Yesterday, the woman I have been dating for 7 months broke up with me. I am actually happy to be free again. I enjoyed my time with her. I learned a lot about myself. But now I get to move onto my next adventure.
It is strange how our perceptions change over time. Two years ago I was "happily" married and then devastated by a WAW. Blew up my life. Got a divorce, closed my business, took a job, left my friends and moved two hours away in the midst of the devastation. 
Today, I am actually optimistic about my future. Ending a LTR, but looking forward to new experiences. Working on my house, planning a vacation to Colorado next month.
About that LTR, I am a little sad, it didn't work out. But I wasn't ready to commit. Like I said I had fun. I learned a lot about myself. We parted amiably with no hard feelings. I truly wish her well going forward.


----------



## SunnyT (Jun 22, 2011)

You are doing it right. Good for you!


----------



## Wolf1974 (Feb 19, 2014)

Hard lesson to learn that no matter how secure you think your life is it can change in a second. Keep moving forward


----------



## Ralph Bellamy (Aug 8, 2016)

Glad everything is going well.


----------



## jb02157 (Apr 16, 2014)

Wow, you have certainly gone through lot. Having to divorce a WAW, transform your career and move out of the area is dealing with alot of stress. I think it's really a good idea to take a break from the dating scene for awhile and go on a well deserved vacation.


----------



## Ynot (Aug 26, 2014)

jb02157 said:


> Wow, you have certainly gone through lot. Having to divorce a WAW, transform your career and move out of the area is dealing with alot of stress. I think it's really a good idea to take a break from the dating scene for awhile and go on a well deserved vacation.
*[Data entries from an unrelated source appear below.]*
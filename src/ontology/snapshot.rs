//! JSON exchange form for knowledge-base tables.
//!
//! A snapshot is what an external OWL/SKOS loader emits: a knowledge-base
//! URI and a flat list of entities, each with its global id, type, names,
//! direct parents, property signature and literal values.
//!
//! ```json
//! {
//!   "uri": "http://example.org/anatomy",
//!   "entities": [
//!     { "id": 1, "uri": "http://example.org/anatomy#Heart", "type": "class",
//!       "names": [{ "name": "Heart", "kind": "label", "lang": "en" }],
//!       "parents": [3] }
//!   ]
//! }
//! ```

use std::path::Path;

use serde::{Deserialize, Serialize};

use crate::entity::{EntityId, EntityType};
use crate::error::{OntologyError, OntologyResult};

use super::{
    EntityHierarchy, LexicalType, Ontology, PropertySignature, PropertyValue, local_name,
};

/// One name as emitted by the loader.
#[derive(Debug, Clone, PartialEq, Serialize, Deserialize)]
pub struct NameSnapshot {
    pub name: String,
    #[serde(default)]
    pub kind: LexicalType,
    #[serde(default)]
    pub lang: String,
    /// Overrides the provenance default weight.
    #[serde(default, skip_serializing_if = "Option::is_none")]
    pub weight: Option<f64>,
}

/// One entity row.
#[derive(Debug, Clone, PartialEq, Serialize, Deserialize)]
pub struct EntitySnapshot {
    pub id: EntityId,
    pub uri: String,
    #[serde(rename = "type")]
    pub kind: EntityType,
    #[serde(default, skip_serializing_if = "Vec::is_empty")]
    pub names: Vec<NameSnapshot>,
    #[serde(default, skip_serializing_if = "Vec::is_empty")]
    pub parents: Vec<EntityId>,
    #[serde(default, skip_serializing_if = "Vec::is_empty")]
    pub domain: Vec<EntityId>,
    #[serde(default, skip_serializing_if = "Vec::is_empty")]
    pub range: Vec<EntityId>,
    #[serde(default, skip_serializing_if = "Vec::is_empty")]
    pub datatypes: Vec<String>,
    #[serde(default, skip_serializing_if = "Vec::is_empty")]
    pub values: Vec<PropertyValue>,
}

impl EntitySnapshot {
    /// Bare entity with no names or relations.
    pub fn new(id: u32, uri: impl Into<String>, kind: EntityType) -> Self {
        Self {
            id: EntityId::new(id),
            uri: uri.into(),
            kind,
            names: Vec::new(),
            parents: Vec::new(),
            domain: Vec::new(),
            range: Vec::new(),
            datatypes: Vec::new(),
            values: Vec::new(),
        }
    }

    /// Add a label.
    pub fn named(mut self, name: &str) -> Self {
        self.names.push(NameSnapshot {
            name: name.to_string(),
            kind: LexicalType::Label,
            lang: String::new(),
            weight: None,
        });
        self
    }

    /// Add a direct parent.
    pub fn child_of(mut self, parent: u32) -> Self {
        self.parents.push(EntityId::new(parent));
        self
    }
}

/// Tables for one knowledge base, as exchanged with the loader.
#[derive(Debug, Clone, Default, PartialEq, Serialize, Deserialize)]
pub struct OntologySnapshot {
    pub uri: String,
    #[serde(default)]
    pub entities: Vec<EntitySnapshot>,
}

impl OntologySnapshot {
    pub fn new(uri: impl Into<String>) -> Self {
        Self {
            uri: uri.into(),
            entities: Vec::new(),
        }
    }

    /// Parse a snapshot from JSON text. `origin` names the input in errors.
    pub fn from_json(json: &str, origin: &str) -> OntologyResult<Self> {
        serde_json::from_str(json).map_err(|e| OntologyError::Parse {
            path: origin.to_string(),
            message: e.to_string(),
        })
    }

    /// Load a snapshot file.
    pub fn load(path: &Path) -> OntologyResult<Self> {
        let content = std::fs::read_to_string(path).map_err(|e| OntologyError::Io {
            path: path.display().to_string(),
            source: e,
        })?;
        Self::from_json(&content, &path.display().to_string())
    }

    /// Write the snapshot as pretty-printed JSON.
    pub fn save(&self, path: &Path) -> OntologyResult<()> {
        let json = serde_json::to_string_pretty(self).map_err(|e| OntologyError::Parse {
            path: path.display().to_string(),
            message: e.to_string(),
        })?;
        std::fs::write(path, json).map_err(|e| OntologyError::Io {
            path: path.display().to_string(),
            source: e,
        })
    }

    /// Build the in-memory tables, adding subclass edges to `hierarchy`.
    ///
    /// Parents, domains and ranges must refer to entities declared in the
    /// same snapshot. An entity without any name gets its URI local name.
    pub fn into_ontology(self, hierarchy: &mut EntityHierarchy) -> OntologyResult<Ontology> {
        let mut onto = Ontology::new(self.uri);
        for entity in &self.entities {
            onto.add_entity(entity.id, entity.uri.clone(), entity.kind)?;
        }

        for entity in self.entities {
            let id = entity.id;
            let check = |other: EntityId| {
                if onto.contains(other) {
                    Ok(other)
                } else {
                    Err(OntologyError::UnknownEntity { id: other.get() })
                }
            };

            for parent in &entity.parents {
                hierarchy.add_subclass(id, check(*parent)?);
            }
            let signature = PropertySignature {
                domain: entity.domain.iter().map(|&d| check(d)).collect::<Result<_, _>>()?,
                range: entity.range.iter().map(|&r| check(r)).collect::<Result<_, _>>()?,
                datatypes: entity.datatypes.into_iter().collect(),
            };
            onto.set_signature(id, signature);

            let lexicon = onto.lexicon_mut();
            for n in &entity.names {
                let weight = n.weight.unwrap_or_else(|| n.kind.default_weight());
                lexicon.add_weighted(id, &n.name, n.kind, &n.lang, weight);
            }
            if lexicon.entries(id).is_empty() {
                lexicon.add(id, local_name(&entity.uri), LexicalType::LocalName, "");
            }

            for pv in &entity.values {
                onto.values_mut().add(id, &pv.property, &pv.value);
            }
        }
        Ok(onto)
    }
}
Taking a break? Hell no! Now I am free to explore my wants and needs. 
I already went thru the stress of all the changes. Now I am embracing those changes.


----------



## Ynot (Aug 26, 2014)

The universe continues to answer. I have been living in my house for almost a month now. I continue to make small improvements to it to make it mine. I have repaired the fence by replacing some pickets. I installed a front storm door and put a screen patio door. I installed a platform in the small utility room over some plumbing so I have more usable space. I also installed a small workbench in the utility room that is high enough for my tool chest to slide under.

I bought an old liquor cabinet to put in the living room. It has a slide out glass holder for shot glasses, high ball glasses and wine glasses. Now my plan is to start filling those spots with glasses I accumulate in my travels. 

I am finalizing my plans for the wall enclosure on my car port. My plans are to build a 6 foot wall with a shed on the open end of the car port and a work bench on the house side. At the top I will have plexiglass along the sloped roof line to allow in natural light. The workbench will be 30 inches deep. Once the wall is up I will paint the exterior to match the house and paint the interior white to lighten it up. I am going to extend the electric into the area so I have outlets and lighting.

So a few days ago, I am sitting there thinking about painting. What I need to get, how am I going to match the paint, will I have to paint the whole house, I need to get paint for the fence pickets etc etc. So just then the former owner shows up with 2 gallons of interior paint, a bucket of trim paint and a bucket of paint for the exterior siding. problem solved!

In the mean time, I am decided to do what I wanted to do when I decided to buy the house in the first place. So I started engaging myself in the self in the neighborhood. I signed up for guitar lessons at a place within walking distance of my house. My first lesson was Wednesday. I thought it was at 7PM. It was actually at 7:30. So I walked across the street to a local pub that advertised they had one of the top 100 burgers in America. Turns out the place is a local hang out. Every person in the place was friendly as heck. The bartender knew all their names and had their favorite drink ready when they sat down. I had a beer but no time for a burger. I went back across the street and met my instructor, a guy who happens to be about my age with many shared interests. I ended up BSing with him for 2 hours about gardening, living in the country, critter control etc. I walked back across the street to have my burger. When I walked in they remembered my name and had a beer waiting for me when I walked in the door. I have also eaten at several of the local restaurants and last night went to the local night club to see a band. I took a second date there and had a blast. We are going out again sometime next week.

Business is booming. I have been turning away work. When I bought the house I spent have my saving. Then proceeded to spend half of the remaining buying appliances, supplies, furniture etc. I have had to pay rent at the apartment along with utilities, plus the mortgage at the house along with utilities and some repairs. But the money still keeps flowing in. I have recovered all of my post purchase depletion, plus almost half of my initial investment and my accounts receivables have gotten even larger. I am scheduled to teach at least six classes next month. I am taking my C/E as well.

Now I am planning a trip to Colorado the third week of September. Nine days on the road - three out, three there and three back. I will be staying overnight in Chicago, Cheyenne,, and St Louis for sure. I haven't decided where else, but at least one more city along the way back. Life is good and getting better.


----------



## joannacroc (Dec 17, 2014)

Good to hear you're settling into your new neighborhood! Getting your new house to feel like your own with those little touches feels great, doesn't it? Hope your trip goes well next month.


----------